Having let the year run its course, I'm now am ready to declare the Separated by a Common Language Words of the Year for 2022. As ever, there are two categories: US-to-UK and UK-to-US.  To be a SbaCL WoTY, the word just needs to have been noticeable in some way that year in the other country. 

For past WotYs, see here. And now...

The 2022 UK-to-US Word of the Year is: fit

Now, of course the word fit is general English when we use it in contexts like The shoes fit or I'm going to get fit this year. But those fits are not my UK-to-US Word of the Year. The fit I'm talking about is the informal British usage that means 'attractive, sexy'. A close (orig.) AmE synonym is hot

Ben Yagoda, on his Not One-Off Britishisms blog, first noticed this sense of fit in an American context back in 2013, but it seems to have taken hold in the US in the past couple of years.

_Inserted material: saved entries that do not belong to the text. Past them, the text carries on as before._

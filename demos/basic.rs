use arbiter::{Context, DecisionTableBuilder, Value};

fn main() {
    // Define rules
    let table = DecisionTableBuilder::new()
        .title("loan eligibility")
        .break_on_match(true)
        .default_outcome("standard review")
        .rule("Under 21", |r| r.when("age < 21").outcome("Under 21"))
        .rule("Very Low Income", |r| {
            r.when("income < 1").outcome("Very Low Income")
        })
        .rule("Employed", |r| {
            r.when("employed").negate().outcome("Unemployed")
        })
        .build()
        .expect("failed to build decision table");

    println!("{table}");

    // Evaluate against a context
    let ctx = Context::new()
        .set("age", 34_i64)
        .set("income", 0_i64)
        .set("employed", true);

    match table.evaluate(&ctx) {
        Ok(result) => {
            println!("Result: {result}");
            let fallback = Value::from("standard review");
            println!("Decision: {}", result.decision_or(&fallback));
        }
        Err(e) => println!("Evaluation failed: {e}"),
    }
}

I assume this is due to the international popularity of the British television (BrE) programme/(AmE) show Love Island

Here's a clear example of this sense of fit from another UK reality series, Made in Chelsea.*


I like that video just because it's clearly fit meaning 'hot' rather than 'healthy and/or muscular', but if you'd like to hear it said on Love Island, then you can hear it here at 1:38 (though the YouTube automatic subtitling mishears it as fair).

 

This use of the word is new enough to the US that it's included in glossaries for American Love Island fans, like this one and this one. The Oxford English Dictionary added it in 2001:

  British slang. Sexually attractive, good-looking.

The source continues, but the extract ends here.